WORK TO BE COMPLETED:
If a line of the data below holds the string "that", copy it.

[SUPPLIED DATA — start]

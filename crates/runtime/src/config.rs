//! Runtime configuration.

use std::path::Path;

use serde::{Deserialize, Serialize};
use sohl_content::{ConfigLoader, ContentFactory};
use sohl_core::SohlConfig;

use crate::error::{Result, RuntimeError};

/// Session settings plus the runtime's own knobs.
#[derive(Clone, Debug, PartialEq, Eq, Serialize, Deserialize)]
#[serde(default)]
pub struct RuntimeConfig {
    pub sohl: SohlConfig,
    /// Filter directive used when `RUST_LOG` is not set.
    pub log_filter: String,
}

impl RuntimeConfig {
    pub const DEFAULT_LOG_FILTER: &'static str = "info";

    pub fn new(sohl: SohlConfig) -> Self {
        Self {
            sohl,
            log_filter: Self::DEFAULT_LOG_FILTER.to_string(),
        }
    }

    /// Loads the session settings from a TOML file.
    pub fn from_file(path: &Path) -> Result<Self> {
        let sohl =
            ConfigLoader::load(path).map_err(|e| RuntimeError::Content(format!("{e:#}")))?;
        Ok(Self::new(sohl))
    }

    /// Loads the session settings of a content directory, falling back to the
    /// embedded defaults.
    pub fn from_content(factory: &ContentFactory) -> Result<Self> {
        let sohl = factory
            .load_config_or_default()
            .map_err(|e| RuntimeError::Content(format!("{e:#}")))?;
        Ok(Self::new(sohl))
    }
}

impl Default for RuntimeConfig {
    fn default() -> Self {
        Self::new(SohlConfig::default())
    }
}
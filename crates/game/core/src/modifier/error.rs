//! Errors raised by the delta/modifier algebra.

use crate::error::{ErrorSeverity, SohlError};

/// Invalid delta shape or operator.
#[derive(Clone, Debug, PartialEq, thiserror::Error)]
pub enum DeltaError {
    #[error("delta {name:?} requires an abbreviation")]
    EmptyAbbrev { name: String },

    #[error("delta name {name:?} is not namespaced")]
    InvalidName { name: String },

    #[error("custom delta {abbrev:?} requires a \"true\"/\"false\" value")]
    CustomRequiresFlag { abbrev: String },

    #[error("delta {abbrev:?} requires a finite numeric value")]
    NonNumericValue { abbrev: String },

    #[error("unknown delta operator {0}")]
    UnknownOperator(u8),
}

impl SohlError for DeltaError {
    fn severity(&self) -> ErrorSeverity {
        match self {
            Self::UnknownOperator(_) => ErrorSeverity::Internal,
            _ => ErrorSeverity::Validation,
        }
    }

    fn error_code(&self) -> &'static str {
        match self {
            Self::EmptyAbbrev { .. } => "DELTA_EMPTY_ABBREV",
            Self::InvalidName { .. } => "DELTA_INVALID_NAME",
            Self::CustomRequiresFlag { .. } => "DELTA_CUSTOM_REQUIRES_FLAG",
            Self::NonNumericValue { .. } => "DELTA_NON_NUMERIC_VALUE",
            Self::UnknownOperator(_) => "DELTA_UNKNOWN_OPERATOR",
        }
    }
}

/// Contract violations raised by [`BaseModifier`](super::BaseModifier).
#[derive(Clone, Debug, PartialEq, thiserror::Error)]
pub enum ModifierError {
    #[error("modifier name {name:?} is not namespaced")]
    InvalidModifierName { name: String },

    #[error("no custom handler is configured for custom delta {abbrev:?}")]
    NoCustomHandler { abbrev: String },

    #[error("value {value} is not numeric")]
    NonNumericValue { value: String },

    #[error("modifier requires a parent")]
    MissingParent,

    #[error("invalid delta: {0}")]
    InvalidDelta(#[from] DeltaError),

    #[error("malformed modifier data: {0}")]
    Decode(String),
}

impl SohlError for ModifierError {
    fn severity(&self) -> ErrorSeverity {
        match self {
            Self::InvalidDelta(inner) => inner.severity(),
            _ => ErrorSeverity::Validation,
        }
    }

    fn error_code(&self) -> &'static str {
        match self {
            Self::InvalidModifierName { .. } => "MODIFIER_INVALID_NAME",
            Self::NoCustomHandler { .. } => "MODIFIER_NO_CUSTOM_HANDLER",
            Self::NonNumericValue { .. } => "MODIFIER_NON_NUMERIC_VALUE",
            Self::MissingParent => "MODIFIER_MISSING_PARENT",
            Self::InvalidDelta(inner) => inner.error_code(),
            Self::Decode(_) => "MODIFIER_DECODE",
        }
    }
}
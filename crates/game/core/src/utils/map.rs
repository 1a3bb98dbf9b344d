//! Insertion-ordered map used for every child collection in the logic tree.

use std::borrow::Borrow;
use std::collections::HashMap;
use std::hash::Hash;

use super::Itr;

/// Map that remembers insertion order.
///
/// Replacing the value of an existing key keeps its position; removing a key
/// shifts later entries down. Iteration always follows insertion order, which
/// the recompute pipeline relies on for stable results.
#[derive(Clone, Debug)]
pub struct SohlMap<K, V> {
    entries: Vec<(K, V)>,
    index: HashMap<K, usize>,
}

impl<K, V> SohlMap<K, V>
where
    K: Eq + Hash + Clone,
{
    pub fn new() -> Self {
        Self {
            entries: Vec::new(),
            index: HashMap::new(),
        }
    }

    pub fn len(&self) -> usize {
        self.entries.len()
    }

    pub fn is_empty(&self) -> bool {
        self.entries.is_empty()
    }

    pub fn has<Q>(&self, key: &Q) -> bool
    where
        K: Borrow<Q>,
        Q: Eq + Hash + ?Sized,
    {
        self.index.contains_key(key)
    }

    pub fn get<Q>(&self, key: &Q) -> Option<&V>
    where
        K: Borrow<Q>,
        Q: Eq + Hash + ?Sized,
    {
        self.index.get(key).map(|&i| &self.entries[i].1)
    }

    pub fn get_mut<Q>(&mut self, key: &Q) -> Option<&mut V>
    where
        K: Borrow<Q>,
        Q: Eq + Hash + ?Sized,
    {
        match self.index.get(key) {
            Some(&i) => Some(&mut self.entries[i].1),
            None => None,
        }
    }

    /// Inserts or replaces. Returns the previous value for `key`, if any.
    pub fn set(&mut self, key: K, value: V) -> Option<V> {
        if let Some(&i) = self.index.get(&key) {
            return Some(std::mem::replace(&mut self.entries[i].1, value));
        }
        self.index.insert(key.clone(), self.entries.len());
        self.entries.push((key, value));
        None
    }

    /// Inserts only if `key` is absent. Returns true if the value was stored.
    pub fn insert_if_absent(&mut self, key: K, value: V) -> bool {
        if self.index.contains_key(&key) {
            return false;
        }
        self.set(key, value);
        true
    }

    pub fn delete<Q>(&mut self, key: &Q) -> Option<V>
    where
        K: Borrow<Q>,
        Q: Eq + Hash + ?Sized,
    {
        let position = self.index.remove(key)?;
        let (_, value) = self.entries.remove(position);
        for slot in self.index.values_mut() {
            if *slot > position {
                *slot -= 1;
            }
        }
        Some(value)
    }

    /// Inserts or replaces, then hands back the stored value.
    pub fn upsert(&mut self, key: K, value: V) -> &mut V {
        let position = match self.index.get(&key) {
            Some(&i) => {
                self.entries[i].1 = value;
                i
            }
            None => {
                self.index.insert(key.clone(), self.entries.len());
                self.entries.push((key, value));
                self.entries.len() - 1
            }
        };
        &mut self.entries[position].1
    }

    /// Removes every entry matching `predicate`, keeping the order of the
    /// rest. Returns the removed entries in their original order.
    pub fn remove_where<P>(&mut self, mut predicate: P) -> Vec<(K, V)>
    where
        P: FnMut(&K, &V) -> bool,
    {
        let (removed, kept): (Vec<_>, Vec<_>) = std::mem::take(&mut self.entries)
            .into_iter()
            .partition(|(k, v)| predicate(k, v));
        self.index = kept
            .iter()
            .enumerate()
            .map(|(i, (k, _))| (k.clone(), i))
            .collect();
        self.entries = kept;
        removed
    }

    pub fn clear(&mut self) {
        self.entries.clear();
        self.index.clear();
    }

    pub fn keys(&self) -> Itr<impl Iterator<Item = &K>> {
        Itr::new(self.entries.iter().map(|(k, _)| k))
    }

    pub fn values(&self) -> Itr<impl Iterator<Item = &V>> {
        Itr::new(self.entries.iter().map(|(_, v)| v))
    }

    pub fn values_mut(&mut self) -> Itr<impl Iterator<Item = &mut V>> {
        Itr::new(self.entries.iter_mut().map(|(_, v)| v))
    }

    pub fn entries(&self) -> Itr<impl Iterator<Item = (&K, &V)>> {
        Itr::new(self.entries.iter().map(|(k, v)| (k, v)))
    }

    /// Maps every value in order into a vector.
    pub fn map<B, F>(&self, mut f: F) -> Vec<B>
    where
        F: FnMut(&V, &K) -> B,
    {
        self.entries.iter().map(|(k, v)| f(v, k)).collect()
    }

    /// Returns a new map holding the entries that satisfy `predicate`.
    pub fn filter<P>(&self, mut predicate: P) -> Self
    where
        P: FnMut(&V, &K) -> bool,
        V: Clone,
    {
        self.entries
            .iter()
            .filter(|(k, v)| predicate(v, k))
            .cloned()
            .collect()
    }

    /// Returns a new map without the first `n` entries.
    pub fn drop(&self, n: usize) -> Self
    where
        V: Clone,
    {
        self.entries.iter().skip(n).cloned().collect()
    }

    /// Returns a new map with only the first `n` entries.
    pub fn take(&self, n: usize) -> Self
    where
        V: Clone,
    {
        self.entries.iter().take(n).cloned().collect()
    }

    pub fn for_each<F>(&self, mut f: F)
    where
        F: FnMut(&V, &K),
    {
        for (k, v) in &self.entries {
            f(v, k);
        }
    }

    pub fn reduce<B, F>(&self, init: B, mut f: F) -> B
    where
        F: FnMut(B, &V, &K) -> B,
    {
        self.entries.iter().fold(init, |acc, (k, v)| f(acc, v, k))
    }

    pub fn find<P>(&self, mut predicate: P) -> Option<&V>
    where
        P: FnMut(&V, &K) -> bool,
    {
        self.entries
            .iter()
            .find(|(k, v)| predicate(v, k))
            .map(|(_, v)| v)
    }

    pub fn some<P>(&self, mut predicate: P) -> bool
    where
        P: FnMut(&V, &K) -> bool,
    {
        self.entries.iter().any(|(k, v)| predicate(v, k))
    }

    pub fn every<P>(&self, mut predicate: P) -> bool
    where
        P: FnMut(&V, &K) -> bool,
    {
        self.entries.iter().all(|(k, v)| predicate(v, k))
    }
}

impl<K, V> Default for SohlMap<K, V>
where
    K: Eq + Hash + Clone,
{
    fn default() -> Self {
        Self::new()
    }
}

impl<K, V> FromIterator<(K, V)> for SohlMap<K, V>
where
    K: Eq + Hash + Clone,
{
    fn from_iter<T: IntoIterator<Item = (K, V)>>(iter: T) -> Self {
        let mut map = Self::new();
        for (k, v) in iter {
            map.set(k, v);
        }
        map
    }
}

impl<K, V> PartialEq for SohlMap<K, V>
where
    K: Eq + Hash + Clone,
    V: PartialEq,
{
    fn eq(&self, other: &Self) -> bool {
        self.entries == other.entries
    }
}

fn pair_refs<K, V>(entry: &(K, V)) -> (&K, &V) {
    (&entry.0, &entry.1)
}

impl<'a, K, V> IntoIterator for &'a SohlMap<K, V> {
    type Item = (&'a K, &'a V);
    type IntoIter = std::iter::Map<std::slice::Iter<'a, (K, V)>, fn(&'a (K, V)) -> (&'a K, &'a V)>;

    fn into_iter(self) -> Self::IntoIter {
        self.entries
            .iter()
            .map(pair_refs::<K, V> as fn(&'a (K, V)) -> (&'a K, &'a V))
    }
}
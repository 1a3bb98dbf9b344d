//! Carries core create/update/delete decisions across to the host store.

use serde_json::Value;
use sohl_core::{BuildContext, CreateOutcome, CreateTarget, DeleteTarget, SohlLogic, WorldClock};
use tracing::{info, warn};

use crate::actor::SohlActor;
use crate::data_model::SohlDataModel;
use crate::error::{Result, RuntimeError};
use crate::logging::PERSISTENCE_TARGET;
use crate::store::DocumentStore;

/// Writes the model's current tree to its document and adopts the stored
/// result as the new snapshot.
pub async fn flush(store: &dyn DocumentStore, model: &mut SohlDataModel) -> Result<()> {
    let patch = model.logic_patch();
    let result = store.update(model.reference(), &patch).await;
    match result {
        Ok(document) => {
            info!(target: PERSISTENCE_TARGET, document = %document.reference, "logic flushed");
            model.sync(document);
            Ok(())
        }
        Err(e) => {
            warn!(
                target: PERSISTENCE_TARGET,
                document = %model.reference(),
                error = ?e,
                "flush failed"
            );
            Err(e.into())
        }
    }
}

/// Creates a logic node. Under a logic node it is only registered in memory;
/// as a document root it is written to the store.
pub async fn create_logic(
    store: &dyn DocumentStore,
    data: &Value,
    target: CreateTarget<'_>,
    ctx: &mut BuildContext<'_>,
) -> Result<CreateOutcome> {
    let outcome = SohlLogic::create(data, target, ctx)?;
    if let CreateOutcome::Persist(request) = &outcome {
        store.update(&request.document, &request.patch).await?;
        info!(
            target: PERSISTENCE_TARGET,
            document = %request.document,
            logic = request.logic.id(),
            "root logic created"
        );
    }
    Ok(outcome)
}

/// Patches logic node `logic_id` of `model` and persists the tree.
pub async fn update_logic(
    store: &dyn DocumentStore,
    model: &mut SohlDataModel,
    logic_id: &str,
    patch: &Value,
    ctx: &mut BuildContext<'_>,
) -> Result<()> {
    let document = model.reference().clone();
    let node = model
        .logic_mut()
        .find_mut(logic_id)
        .ok_or_else(|| RuntimeError::UnknownLogic {
            document,
            id: logic_id.to_string(),
        })?;
    node.update(patch, ctx)?;
    flush(store, model).await
}

/// Deletes logic node `logic_id`. A nested node is removed from its parent
/// and the tree persisted; a root node takes its whole document with it.
pub async fn delete_logic(
    store: &dyn DocumentStore,
    model: &mut SohlDataModel,
    logic_id: &str,
) -> Result<DeleteTarget> {
    let target = model
        .logic()
        .find(logic_id)
        .map(SohlLogic::delete_target)
        .ok_or_else(|| RuntimeError::UnknownLogic {
            document: model.reference().clone(),
            id: logic_id.to_string(),
        })?;

    match &target {
        DeleteTarget::Logic { id, .. } => {
            model.logic_mut().remove_descendant(id);
            flush(store, model).await?;
        }
        DeleteTarget::Document(document) => {
            store.delete(document).await?;
            info!(target: PERSISTENCE_TARGET, document = %document, "document deleted");
        }
    }
    Ok(target)
}

/// Drops expired effects from every tree of `actor` and persists the trees
/// that changed. Returns how many documents were written.
pub async fn sweep_expired_effects(
    store: &dyn DocumentStore,
    actor: &mut SohlActor,
    clock: &dyn WorldClock,
) -> Result<usize> {
    let changed = actor.remove_expired_effects(clock);
    for document in &changed {
        if let Some(model) = actor.data_model_mut(document) {
            flush(store, model).await?;
        }
    }
    Ok(changed.len())
}
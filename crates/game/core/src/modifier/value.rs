use std::ops::{Deref, DerefMut};

use serde_json::Value;

use super::base::{BaseModifier, CustomFn};
use super::error::ModifierError;
use crate::base::{ClassMetadata, ClassTag, ParentRef, SohlBase};

/// The concrete, registered modifier type owned by logic nodes.
#[derive(Clone, Debug)]
pub struct ValueModifier(BaseModifier);

impl ValueModifier {
    pub fn new(parent: ParentRef) -> Self {
        Self(BaseModifier::with_metadata(&Self::METADATA, parent))
    }

    /// Starts from `base` with no deltas.
    pub fn with_base(parent: ParentRef, base: f64) -> Result<Self, ModifierError> {
        let mut modifier = Self::new(parent);
        modifier.set_base(Some(base))?;
        Ok(modifier)
    }

    pub fn from_data(data: &Value, parent: Option<ParentRef>) -> Result<Self, ModifierError> {
        Self::from_data_with(data, parent, None)
    }

    /// Like [`from_data`](Self::from_data), with a custom handler for
    /// persisted custom deltas.
    pub fn from_data_with(
        data: &Value,
        parent: Option<ParentRef>,
        custom: Option<CustomFn>,
    ) -> Result<Self, ModifierError> {
        BaseModifier::decode(data, parent, &Self::METADATA, custom).map(Self)
    }

    pub fn into_inner(self) -> BaseModifier {
        self.0
    }
}

impl Deref for ValueModifier {
    type Target = BaseModifier;

    fn deref(&self) -> &BaseModifier {
        &self.0
    }
}

impl DerefMut for ValueModifier {
    fn deref_mut(&mut self) -> &mut BaseModifier {
        &mut self.0
    }
}

impl SohlBase for ValueModifier {
    const METADATA: ClassMetadata = ClassMetadata::new("ValueModifier");

    fn tag(&self) -> &ClassTag {
        self.0.tag()
    }

    fn parent(&self) -> Option<&ParentRef> {
        self.0.parent()
    }

    fn to_json(&self) -> Value {
        self.0.to_json()
    }
}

[SUPPLIED DATA — finish]

TASK OUTPUT:
/// Map that remembers insertion order.
    /// Returns a new map holding the entries that satisfy `predicate`.
/// that changed. Returns how many documents were written.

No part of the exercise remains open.